Requirement:
Your job with the data below is to output exactly the lines from the one holding "pub fn subscribe(&self)" down to the one holding "let this = self.clone();", both included, and no others.

Data:
//! Optimistic favorite/star/follow button state.
//!
//! `toggle` flips what the user sees right away and hands the backend
//! work to a single reconcile task. The task keeps sending idempotent
//! set mutations until the confirmed state matches the latest desired
//! state, so clicks that land while a request is in flight are folded in
//! instead of racing it. A failure puts the displayed state back to the
//! last confirmed value.

use std::sync::{Arc, Mutex};

use async_trait::async_trait;
use tokio::sync::watch;

use super::FavoriteKind;

#[derive(Debug, Clone, PartialEq, thiserror::Error)]
pub enum ToggleError {
    #[error("Please sign in to save favorites.")]
    SignInRequired,
    #[error("{0} not found")]
    NotFound(&'static str),
    #[error("Saving failed: {0}")]
    Failed(String),
}

/// Backend side of a toggle: set membership to `on` and return the
/// state the backend ended up with.
#[async_trait]
pub trait FavoriteMutation: Send + Sync + 'static {
    async fn set_favorite(
        &self,
        kind: FavoriteKind,
        entity_id: &str,
        on: bool,
    ) -> Result<bool, ToggleError>;
}

#[derive(Debug, Clone, PartialEq)]
pub struct ToggleState {
    /// What the button shows
    pub displayed: bool,
    /// Last state the backend acknowledged
    pub confirmed: bool,
    /// A mutation is in flight
    pub pending: bool,
    /// Error from the most recent failed reconcile, cleared on the next toggle
    pub error: Option<ToggleError>,
}

struct Inner {
    desired: bool,
    confirmed: bool,
    running: bool,
    error: Option<ToggleError>,
}

impl Inner {
    fn state(&self) -> ToggleState {
        ToggleState {
            displayed: self.desired,
            confirmed: self.confirmed,
            pending: self.running,
            error: self.error.clone(),
        }
    }
}

pub struct FavoriteToggle<M> {
    kind: FavoriteKind,
    entity_id: Arc<str>,
    mutation: Arc<M>,
    inner: Arc<Mutex<Inner>>,
    state_tx: Arc<watch::Sender<ToggleState>>,
}

impl<M> Clone for FavoriteToggle<M> {
    fn clone(&self) -> Self {
        Self {
            kind: self.kind,
            entity_id: Arc::clone(&self.entity_id),
            mutation: Arc::clone(&self.mutation),
            inner: Arc::clone(&self.inner),
            state_tx: Arc::clone(&self.state_tx),
        }
    }
}

impl<M: FavoriteMutation> FavoriteToggle<M> {
    pub fn new(kind: FavoriteKind, entity_id: &str, initial: bool, mutation: Arc<M>) -> Self {
        let inner = Inner {
            desired: initial,
            confirmed: initial,
            running: false,
            error: None,
        };
        let (state_tx, _) = watch::channel(inner.state());
        Self {
            kind,
            entity_id: Arc::from(entity_id),
            mutation,
            inner: Arc::new(Mutex::new(inner)),
            state_tx: Arc::new(state_tx),
        }
    }

    pub fn state(&self) -> ToggleState {
        self.lock().state()
    }

    pub fn subscribe(&self) -> watch::Receiver<ToggleState> {
        self.state_tx.subscribe()
    }

    /// Flip the displayed state and return it. Must be called from within
    /// a tokio runtime.
    pub fn toggle(&self) -> bool {
        let (displayed, spawn) = {
            let mut inner = self.lock();
            inner.desired = !inner.desired;
            inner.error = None;
            let spawn = !inner.running;
            inner.running = true;
            self.publish(&inner);
            (inner.desired, spawn)
        };
        if spawn {
            let this = self.clone();
            tokio::spawn(async move { this.reconcile().await });
        }
        displayed
    }

    /// Wait until no mutation is in flight and return the final state.
    pub async fn settled(&self) -> ToggleState {
        let mut rx = self.subscribe();
        match rx.wait_for(|state| !state.pending).await {
            Ok(state) => state.clone(),
            Err(_) => self.state(),
        }
    }

    async fn reconcile(self) {
        loop {
            let target = {
                let mut inner = self.lock();
                if inner.desired == inner.confirmed {
                    inner.running = false;
                    self.publish(&inner);
                    return;
                }
                inner.desired
            };

            let result = self
                .mutation
                .set_favorite(self.kind, &self.entity_id, target)
                .await;

            let mut inner = self.lock();
            match result {
                Ok(state) if state == target => {
                    inner.confirmed = state;
                    self.publish(&inner);
                }
                Ok(state) => {
                    tracing::warn!(
                        "{} {} came back {} after asking for {}",
                        self.kind.label(),
                        self.entity_id,
                        state,
                        target
                    );
                    inner.confirmed = state;
                    inner.desired = state;
                    inner.running = false;
                    inner.error = Some(ToggleError::Failed("state changed elsewhere".into()));
                    self.publish(&inner);
                    return;
                }
                Err(err) => {
                    tracing::error!(
                        "Favorite toggle error for {} {}: {}",
                        self.kind.label(),
                        self.entity_id,
                        err
                    );
                    inner.desired = inner.confirmed;
                    inner.running = false;
                    inner.error = Some(err);
                    self.publish(&inner);
                    return;
                }
            }
        }
    }

    fn lock(&self) -> std::sync::MutexGuard<'_, Inner> {
        // State is plain data, a panic elsewhere can't leave it half written
        self.inner.lock().unwrap_or_else(|poisoned| poisoned.into_inner())
    }

    fn publish(&self, inner: &Inner) {
        self.state_tx.send_replace(inner.state());
    }
}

Response:
    pub fn subscribe(&self) -> watch::Receiver<ToggleState> {
        self.state_tx.subscribe()
    }

    /// Flip the displayed state and return it. Must be called from within
    /// a tokio runtime.
    pub fn toggle(&self) -> bool {
        let (displayed, spawn) = {
            let mut inner = self.lock();
            inner.desired = !inner.desired;
            inner.error = None;
            let spawn = !inner.running;
            inner.running = true;
            self.publish(&inner);
            (inner.desired, spawn)
        };
        if spawn {
            let this = self.clone();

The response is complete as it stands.